For LGF, 100% of EU minimum solvency margin has been used for EV modelling purposes for all products both with and without FOGs. The level of capital has been determined using risk based capital techniques.
The contribution from new business for our international businesses reflects an appropriate allowance for the cost of holding the required capital.
European Embedded Value 103
5.06 Methodology (continued)
Financial options and guarantees
Under the EEV Principles an allowance for time value of FOGs is required where a financial option exists which is exercisable at the discretion of the policyholder. These types of option principally arise within the with-profits part of the fund and their time value is recognised within the with-profits burn-through cost described below. Additional financial options for non profit business exist only for a small amount of deferred annuity business where guaranteed early retirement and cash commutation terms apply when the policyholders choose their actual retirement date.
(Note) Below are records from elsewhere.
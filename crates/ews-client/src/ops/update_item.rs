//! UpdateItem requests.

use ews_core::types::ItemRef;
use ews_wire::data::ConflictResolution;

use super::item_id_ref;

/// Builds an `UpdateItem` body applying one record's rendered update
/// directives to the item the handle points at.
#[must_use]
pub fn build_update_item(
    item: &ItemRef,
    updates_markup: &str,
    conflict_resolution: ConflictResolution,
) -> String {
    format!(
        "<m:UpdateItem MessageDisposition=\"SaveOnly\" \
         ConflictResolution=\"{resolution}\" \
         SendMeetingInvitationsOrCancellations=\"SendToNone\">\
         <m:ItemChanges><t:ItemChange>{id}\
         <t:Updates>{updates_markup}</t:Updates>\
         </t:ItemChange></m:ItemChanges></m:UpdateItem>",
        resolution = conflict_resolution.as_str(),
        id = item_id_ref(item),
    )
}
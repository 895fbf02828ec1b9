//! Cross-module tests over the full marshal/unmarshal paths.

mod round_trip;
mod update_paths;
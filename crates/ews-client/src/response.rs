//! Response envelope triage.
//!
//! Every operation response carries a `ResponseMessages` element whose
//! children each report a `ResponseClass` of `Success`, `Warning`, or
//! `Error`. Warnings are logged and tolerated; errors surface the server's
//! response code and message text.

use ews_wire::xml::XmlElement;

use crate::error::{ClientError, ClientResult};

/// Parses a response body and returns the per-item response messages with
/// the given tag, failing on SOAP faults and error-class messages.
///
/// ## Errors
/// Returns a fault for SOAP faults, a response error for error-class
/// messages, and a missing-node error when the expected structure is
/// absent.
#[tracing::instrument(skip(body), fields(body_len = body.len()))]
pub fn scan_response_messages(body: &str, message_tag: &'static str) -> ClientResult<Vec<XmlElement>> {
    let root = XmlElement::parse(body.as_bytes())?;

    if let Some(fault) = root.find("Fault") {
        let text = fault
            .child_text("faultstring")
            .unwrap_or("unspecified fault")
            .to_owned();
        return Err(ClientError::Fault(text));
    }

    let messages = root
        .find("ResponseMessages")
        .ok_or(ClientError::MissingNode("ResponseMessages"))?;

    let mut accepted = Vec::new();
    for message in &messages.children {
        if message.name != message_tag {
            tracing::warn!(tag = %message.name, expected = message_tag, "unexpected response message, skipping");
            continue;
        }
        match message.attr("ResponseClass") {
            Some("Success") => accepted.push(message.clone()),
            Some("Warning") => {
                tracing::warn!(
                    code = message.child_text("ResponseCode").unwrap_or("unknown"),
                    text = message.child_text("MessageText").unwrap_or(""),
                    "response message carries a warning"
                );
                accepted.push(message.clone());
            }
            _ => {
                return Err(ClientError::Response {
                    code: message
                        .child_text("ResponseCode")
                        .unwrap_or("unknown")
                        .to_owned(),
                    message: message.child_text("MessageText").unwrap_or("").to_owned(),
                });
            }
        }
    }
    Ok(accepted)
}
Further financial guarantees exist for non profit business, in relation to index-linked annuities where capped or collared restrictions apply. Due to the nature of these restrictions and the manner in which they vary depending on the prevailing inflation conditions, they are also treated as FOGs and a time value cost recognised accordingly.
The time value of FOGs has been calculated stochastically using a large number of real world economic scenarios derived from assumptions consistent with the deterministic EEV assumptions and allowing for appropriate management actions where applicable. The management action primarily relates to the setting of bonus rates. Future regular and terminal bonuses on participating business within the projections are set in a manner consistent with expected future returns available on assets deemed to back the policies within the stochastic scenarios.
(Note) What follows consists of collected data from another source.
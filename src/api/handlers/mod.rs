//! HTTP handlers and the glue shared between them: session cookie
//! handling and the error-to-response mapping.

pub mod admins;
pub mod auth;
pub mod customers;
pub mod health;
pub mod types;

use axum::{
    http::{
        header::{InvalidHeaderValue, AUTHORIZATION, COOKIE},
        HeaderMap, HeaderValue, StatusCode,
    },
    response::{IntoResponse, Json, Response},
};
use tracing::error;

use crate::auth::error::AuthError;
use crate::auth::session::ADMIN_SESSION_KEY;
use types::ErrorBody;

/// Map a core error to a response. Authentication and authorization
/// failures stay short and non-technical; internal details never leave the
/// server log.
pub(crate) fn error_response(err: AuthError) -> Response {
    let status = match &err {
        AuthError::InvalidCredentials => StatusCode::UNAUTHORIZED,
        AuthError::NotAnAdministrator
        | AuthError::PasswordResetRequired
        | AuthError::PermissionDenied { .. } => StatusCode::FORBIDDEN,
        AuthError::Validation(_) => StatusCode::UNPROCESSABLE_ENTITY,
        AuthError::AlreadyExists => StatusCode::CONFLICT,
        AuthError::NotFound => StatusCode::NOT_FOUND,
        AuthError::Unavailable => StatusCode::SERVICE_UNAVAILABLE,
        AuthError::Internal(source) => {
            error!("operation failed: {source:#}");
            StatusCode::INTERNAL_SERVER_ERROR
        }
    };
    (
        status,
        Json(ErrorBody {
            error: err.to_string(),
        }),
    )
        .into_response()
}

/// Session token from the bearer header or the admin session cookie.
pub(crate) fn extract_session_token(headers: &HeaderMap) -> Option<String> {
    if let Some(token) = extract_bearer_token(headers) {
        return Some(token);
    }
    let header = headers.get(COOKIE)?;
    let value = header.to_str().ok()?;
    for pair in value.split(';') {
        // Pairs without '=' are skipped, not fatal; a malformed cookie must
        // not shadow a valid session cookie later in the header.
        let Some((key, val)) = pair.trim().split_once('=') else {
            continue;
        };
        if key.trim() == ADMIN_SESSION_KEY {
            return Some(val.trim().to_string());
        }
    }
    None
}

fn extract_bearer_token(headers: &HeaderMap) -> Option<String> {
    let value = headers.get(AUTHORIZATION)?.to_str().ok()?;
    let trimmed = value.trim();
    let token = trimmed
        .strip_prefix("Bearer ")
        .or_else(|| trimmed.strip_prefix("bearer "))?
        .trim();
    if token.is_empty() {
        None
    } else {
        Some(token.to_string())
    }
}

/// Secure `HttpOnly` cookie carrying the session token.
pub(crate) fn session_cookie(
    token: &str,
    ttl_seconds: i64,
    secure: bool,
) -> Result<HeaderValue, InvalidHeaderValue> {
    let mut cookie = format!(
        "{ADMIN_SESSION_KEY}={token}; Path=/; HttpOnly; SameSite=Lax; Max-Age={ttl_seconds}"
    );
    if secure {
        cookie.push_str("; Secure");
    }
    HeaderValue::from_str(&cookie)
}

pub(crate) fn clear_session_cookie(secure: bool) -> Result<HeaderValue, InvalidHeaderValue> {
    let mut cookie = format!("{ADMIN_SESSION_KEY}=; Path=/; HttpOnly; SameSite=Lax; Max-Age=0");
    if secure {
        cookie.push_str("; Secure");
    }
    HeaderValue::from_str(&cookie)
}

#[cfg(test)]
mod tests {
    use super::*;

    #[test]
    fn cookie_and_bearer_extraction() {
        let mut headers = HeaderMap::new();
        assert!(extract_session_token(&headers).is_none());

        headers.insert(
            COOKIE,
            format!("other=1; {ADMIN_SESSION_KEY}=tok-abc; theme=dark")
                .parse()
                .unwrap(),
        );
        assert_eq!(extract_session_token(&headers).as_deref(), Some("tok-abc"));

        headers.insert(AUTHORIZATION, "Bearer tok-bearer".parse().unwrap());
        // Bearer wins over the cookie.
        assert_eq!(
            extract_session_token(&headers).as_deref(),
            Some("tok-bearer")
        );
    }

    #[test]
    fn malformed_cookie_pair_does_not_hide_the_session_cookie() {
        let mut headers = HeaderMap::new();
        headers.insert(
            COOKIE,
            format!("garbage; {ADMIN_SESSION_KEY}=tok-abc")
                .parse()
                .unwrap(),
        );
        assert_eq!(extract_session_token(&headers).as_deref(), Some("tok-abc"));
    }

    #[test]
    fn session_cookie_flags() {
        let cookie = session_cookie("tok", 86_400, true).unwrap();
        let value = cookie.to_str().unwrap();
        assert!(value.contains("HttpOnly"));
        assert!(value.contains("SameSite=Lax"));
        assert!(value.contains("Secure"));
        assert!(value.contains("Max-Age=86400"));

        let cleared = clear_session_cookie(false).unwrap();
        assert!(cleared.to_str().unwrap().contains("Max-Age=0"));
    }
}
In recognising the residual value of any projected surplus assets within the with-profits part of the fund in the deterministic projection, it is assumed that terminal bonuses are increased to exhaust all of the assets in the part of the fund over the future lifetime of the in-force with-profits policies. However, under stochastic modelling, there may be some extreme economic scenarios when the total projected assets within the with-profits part of the fund are insufficient to pay all projected policyholder claims and associated costs. The average additional shareholder cost arising from this shortfall has been included in the time value cost of financial options and guarantees and is referred to as the with-profits burn-through cost.
Economic scenarios have been used to assess the time value of the financial guarantees for non profit business by using the inflation rate generated in each scenario. The inflation rate used to project index-linked annuities will be constrained in certain real world scenarios, for example, where negative inflation occurs but the annuity payments do not reduce below pre-existing levels. The time value cost of FOGs allows for the projected average cost of these constrained payments for the index-linked annuities. It also allows for the small additional cost of the guaranteed early retirement and cash commutation terms for the minority of deferred annuity business where such guarantees have been written.
LGA FOGs relate to guaranteed minimum crediting rates and surrender values on a range of contracts, as well as impacts on no-lapse guarantees (NLG). The guaranteed surrender value of the contract is based on the accumulated value of the contract including accrued interest. The crediting rates are discretionary but related to the accounting income for the amortising bond portfolio. The majority of the guaranteed minimum crediting rates are between 3% and 4%. The assets backing these contracts are invested in US Dollar denominated fixed interest securities.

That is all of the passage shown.